## Task:
Copy each line below holding "outside".

## Exercise data:
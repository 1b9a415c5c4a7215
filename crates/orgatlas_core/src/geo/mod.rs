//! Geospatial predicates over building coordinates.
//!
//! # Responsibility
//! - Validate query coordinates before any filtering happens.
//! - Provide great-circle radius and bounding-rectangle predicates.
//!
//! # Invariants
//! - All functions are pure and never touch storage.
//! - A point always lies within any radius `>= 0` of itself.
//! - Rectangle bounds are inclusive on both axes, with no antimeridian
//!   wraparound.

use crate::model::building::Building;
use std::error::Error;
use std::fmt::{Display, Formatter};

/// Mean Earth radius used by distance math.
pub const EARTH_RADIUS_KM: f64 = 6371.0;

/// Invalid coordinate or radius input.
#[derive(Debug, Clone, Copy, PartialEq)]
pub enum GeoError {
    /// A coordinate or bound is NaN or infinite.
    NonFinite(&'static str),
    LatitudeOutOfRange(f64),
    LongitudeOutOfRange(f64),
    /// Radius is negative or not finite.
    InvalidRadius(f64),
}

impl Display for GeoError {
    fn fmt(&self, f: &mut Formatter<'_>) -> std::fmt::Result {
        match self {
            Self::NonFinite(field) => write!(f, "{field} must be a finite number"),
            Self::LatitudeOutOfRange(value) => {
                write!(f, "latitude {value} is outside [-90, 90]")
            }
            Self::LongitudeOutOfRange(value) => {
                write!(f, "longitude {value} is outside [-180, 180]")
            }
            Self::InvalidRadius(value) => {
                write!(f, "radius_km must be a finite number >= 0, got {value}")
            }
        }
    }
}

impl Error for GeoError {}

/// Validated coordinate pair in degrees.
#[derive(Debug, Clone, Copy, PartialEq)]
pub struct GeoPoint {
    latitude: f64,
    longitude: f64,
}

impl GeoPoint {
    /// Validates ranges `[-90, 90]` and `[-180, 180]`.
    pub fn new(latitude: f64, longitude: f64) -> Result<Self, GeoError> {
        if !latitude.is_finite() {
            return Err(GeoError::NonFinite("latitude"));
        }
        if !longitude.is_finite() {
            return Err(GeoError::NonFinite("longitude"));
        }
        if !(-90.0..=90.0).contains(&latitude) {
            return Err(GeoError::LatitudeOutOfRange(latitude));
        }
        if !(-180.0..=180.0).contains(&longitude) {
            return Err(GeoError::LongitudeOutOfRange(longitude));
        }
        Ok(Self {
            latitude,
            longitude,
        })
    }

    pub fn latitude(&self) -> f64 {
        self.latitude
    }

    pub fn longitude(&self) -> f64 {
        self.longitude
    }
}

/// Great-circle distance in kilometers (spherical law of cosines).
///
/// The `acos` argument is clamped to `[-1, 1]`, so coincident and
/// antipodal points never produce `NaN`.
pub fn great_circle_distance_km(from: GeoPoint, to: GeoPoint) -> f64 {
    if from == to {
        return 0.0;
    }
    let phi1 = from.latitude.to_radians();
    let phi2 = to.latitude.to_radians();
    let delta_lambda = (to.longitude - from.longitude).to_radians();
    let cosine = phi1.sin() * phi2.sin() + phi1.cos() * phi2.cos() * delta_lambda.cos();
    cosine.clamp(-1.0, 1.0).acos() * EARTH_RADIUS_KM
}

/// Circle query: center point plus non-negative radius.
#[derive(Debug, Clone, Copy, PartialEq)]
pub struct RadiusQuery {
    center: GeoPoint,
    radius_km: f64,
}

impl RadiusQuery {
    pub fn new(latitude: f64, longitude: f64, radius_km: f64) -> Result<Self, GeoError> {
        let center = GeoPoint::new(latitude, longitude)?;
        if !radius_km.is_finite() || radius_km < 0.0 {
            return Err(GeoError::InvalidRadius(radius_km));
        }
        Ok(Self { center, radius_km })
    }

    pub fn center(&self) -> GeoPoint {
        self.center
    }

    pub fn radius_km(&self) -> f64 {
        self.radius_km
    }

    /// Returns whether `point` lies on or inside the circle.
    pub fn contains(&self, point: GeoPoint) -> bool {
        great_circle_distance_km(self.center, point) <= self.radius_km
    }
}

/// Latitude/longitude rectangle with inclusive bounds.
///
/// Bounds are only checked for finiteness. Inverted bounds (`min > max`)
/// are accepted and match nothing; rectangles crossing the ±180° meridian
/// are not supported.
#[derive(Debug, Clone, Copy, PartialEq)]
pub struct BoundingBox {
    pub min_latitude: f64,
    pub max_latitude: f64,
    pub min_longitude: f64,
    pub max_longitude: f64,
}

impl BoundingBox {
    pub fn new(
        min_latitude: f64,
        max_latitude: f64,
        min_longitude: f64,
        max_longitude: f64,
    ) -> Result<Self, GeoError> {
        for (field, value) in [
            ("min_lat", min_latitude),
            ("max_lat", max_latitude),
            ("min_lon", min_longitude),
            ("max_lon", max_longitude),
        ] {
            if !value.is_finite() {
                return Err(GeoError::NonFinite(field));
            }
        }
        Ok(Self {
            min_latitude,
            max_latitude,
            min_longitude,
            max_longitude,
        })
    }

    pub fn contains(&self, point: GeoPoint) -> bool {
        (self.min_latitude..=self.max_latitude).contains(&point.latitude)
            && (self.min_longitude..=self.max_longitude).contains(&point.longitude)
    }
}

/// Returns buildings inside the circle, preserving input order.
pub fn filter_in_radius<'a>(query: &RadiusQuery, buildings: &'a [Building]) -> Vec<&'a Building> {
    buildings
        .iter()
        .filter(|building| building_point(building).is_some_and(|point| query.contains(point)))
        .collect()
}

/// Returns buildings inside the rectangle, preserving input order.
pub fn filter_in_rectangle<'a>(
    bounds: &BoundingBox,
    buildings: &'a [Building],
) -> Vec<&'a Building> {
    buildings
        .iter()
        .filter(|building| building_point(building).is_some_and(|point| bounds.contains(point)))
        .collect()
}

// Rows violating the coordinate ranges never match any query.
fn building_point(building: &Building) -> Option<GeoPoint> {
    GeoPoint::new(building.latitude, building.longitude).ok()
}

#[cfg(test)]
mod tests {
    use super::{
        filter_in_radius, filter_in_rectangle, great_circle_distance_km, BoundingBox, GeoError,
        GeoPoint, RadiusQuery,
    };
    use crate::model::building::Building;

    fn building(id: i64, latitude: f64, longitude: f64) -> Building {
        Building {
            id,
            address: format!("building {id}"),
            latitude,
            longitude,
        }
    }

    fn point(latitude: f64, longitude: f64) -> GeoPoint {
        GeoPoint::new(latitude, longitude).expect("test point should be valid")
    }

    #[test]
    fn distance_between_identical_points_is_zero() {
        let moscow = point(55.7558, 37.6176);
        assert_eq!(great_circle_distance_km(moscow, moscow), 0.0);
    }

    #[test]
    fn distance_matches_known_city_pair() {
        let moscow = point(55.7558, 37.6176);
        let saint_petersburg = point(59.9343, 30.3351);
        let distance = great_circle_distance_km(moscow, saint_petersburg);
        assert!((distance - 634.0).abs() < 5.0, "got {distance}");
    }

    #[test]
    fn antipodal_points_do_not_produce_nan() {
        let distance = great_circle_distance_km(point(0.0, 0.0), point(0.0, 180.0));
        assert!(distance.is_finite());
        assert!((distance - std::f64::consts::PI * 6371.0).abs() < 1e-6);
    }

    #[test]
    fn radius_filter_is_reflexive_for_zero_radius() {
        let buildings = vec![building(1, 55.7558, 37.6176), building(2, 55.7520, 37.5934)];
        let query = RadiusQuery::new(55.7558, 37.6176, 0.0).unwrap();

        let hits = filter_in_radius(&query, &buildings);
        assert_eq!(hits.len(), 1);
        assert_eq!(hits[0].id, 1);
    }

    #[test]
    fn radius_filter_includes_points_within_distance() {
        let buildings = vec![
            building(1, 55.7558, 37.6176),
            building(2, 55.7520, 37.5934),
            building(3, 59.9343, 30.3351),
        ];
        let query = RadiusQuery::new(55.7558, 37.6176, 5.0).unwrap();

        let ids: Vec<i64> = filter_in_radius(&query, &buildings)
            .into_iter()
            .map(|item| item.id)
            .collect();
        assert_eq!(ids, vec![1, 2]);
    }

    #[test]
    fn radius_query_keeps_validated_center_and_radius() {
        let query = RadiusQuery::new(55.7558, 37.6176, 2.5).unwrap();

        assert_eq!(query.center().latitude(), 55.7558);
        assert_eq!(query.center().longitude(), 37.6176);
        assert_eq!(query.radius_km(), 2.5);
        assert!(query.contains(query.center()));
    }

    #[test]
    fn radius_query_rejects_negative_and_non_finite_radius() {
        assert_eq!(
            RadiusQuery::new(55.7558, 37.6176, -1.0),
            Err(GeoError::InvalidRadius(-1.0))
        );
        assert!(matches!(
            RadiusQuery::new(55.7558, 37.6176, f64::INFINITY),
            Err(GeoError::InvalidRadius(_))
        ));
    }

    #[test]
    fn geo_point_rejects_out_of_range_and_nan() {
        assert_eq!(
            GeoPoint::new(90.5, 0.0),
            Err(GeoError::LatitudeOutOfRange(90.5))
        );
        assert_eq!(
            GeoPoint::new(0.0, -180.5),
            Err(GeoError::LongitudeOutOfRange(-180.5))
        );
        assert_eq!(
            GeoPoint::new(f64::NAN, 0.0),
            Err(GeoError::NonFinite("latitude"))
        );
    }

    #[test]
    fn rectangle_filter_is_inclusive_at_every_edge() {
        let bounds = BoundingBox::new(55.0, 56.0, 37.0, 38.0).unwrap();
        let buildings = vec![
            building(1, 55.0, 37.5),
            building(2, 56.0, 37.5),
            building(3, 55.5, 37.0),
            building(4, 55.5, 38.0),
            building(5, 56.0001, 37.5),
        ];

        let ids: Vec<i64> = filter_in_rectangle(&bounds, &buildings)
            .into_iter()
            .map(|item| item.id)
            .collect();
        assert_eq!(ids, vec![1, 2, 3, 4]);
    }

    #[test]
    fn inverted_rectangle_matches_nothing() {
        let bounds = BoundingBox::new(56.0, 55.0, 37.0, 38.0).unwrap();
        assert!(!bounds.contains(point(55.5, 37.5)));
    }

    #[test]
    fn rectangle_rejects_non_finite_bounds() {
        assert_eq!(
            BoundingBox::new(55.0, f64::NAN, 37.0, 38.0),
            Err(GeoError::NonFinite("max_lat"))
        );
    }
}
...
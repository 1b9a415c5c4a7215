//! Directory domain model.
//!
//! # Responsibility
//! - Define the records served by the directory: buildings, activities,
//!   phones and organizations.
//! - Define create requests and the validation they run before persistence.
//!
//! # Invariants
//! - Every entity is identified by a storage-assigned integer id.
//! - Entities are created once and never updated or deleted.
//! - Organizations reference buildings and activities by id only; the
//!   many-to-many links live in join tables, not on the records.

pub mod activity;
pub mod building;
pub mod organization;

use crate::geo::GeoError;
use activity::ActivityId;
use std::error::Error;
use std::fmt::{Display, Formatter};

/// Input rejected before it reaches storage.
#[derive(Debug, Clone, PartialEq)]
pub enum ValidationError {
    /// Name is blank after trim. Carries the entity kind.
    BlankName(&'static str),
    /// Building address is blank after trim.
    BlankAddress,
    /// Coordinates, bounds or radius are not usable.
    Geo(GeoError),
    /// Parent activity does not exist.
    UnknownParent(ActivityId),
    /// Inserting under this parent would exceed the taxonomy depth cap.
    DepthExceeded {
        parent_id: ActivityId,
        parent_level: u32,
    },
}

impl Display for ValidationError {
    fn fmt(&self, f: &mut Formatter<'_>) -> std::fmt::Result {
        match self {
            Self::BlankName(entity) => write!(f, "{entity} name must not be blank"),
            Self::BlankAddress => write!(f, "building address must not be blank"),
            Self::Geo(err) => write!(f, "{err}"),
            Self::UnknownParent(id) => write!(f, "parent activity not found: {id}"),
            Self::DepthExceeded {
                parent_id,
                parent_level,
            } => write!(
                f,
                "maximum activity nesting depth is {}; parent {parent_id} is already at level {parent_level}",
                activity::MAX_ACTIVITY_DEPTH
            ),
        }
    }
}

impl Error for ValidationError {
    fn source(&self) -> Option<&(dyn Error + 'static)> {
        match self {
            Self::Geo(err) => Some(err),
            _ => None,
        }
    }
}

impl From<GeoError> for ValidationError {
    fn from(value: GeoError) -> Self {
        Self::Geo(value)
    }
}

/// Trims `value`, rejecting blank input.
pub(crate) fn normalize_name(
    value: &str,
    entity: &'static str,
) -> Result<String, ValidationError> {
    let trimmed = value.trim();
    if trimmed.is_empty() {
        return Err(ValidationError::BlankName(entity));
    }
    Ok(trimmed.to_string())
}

## Answer area:
                write!(f, "latitude {value} is outside [-90, 90]")
                write!(f, "longitude {value} is outside [-180, 180]")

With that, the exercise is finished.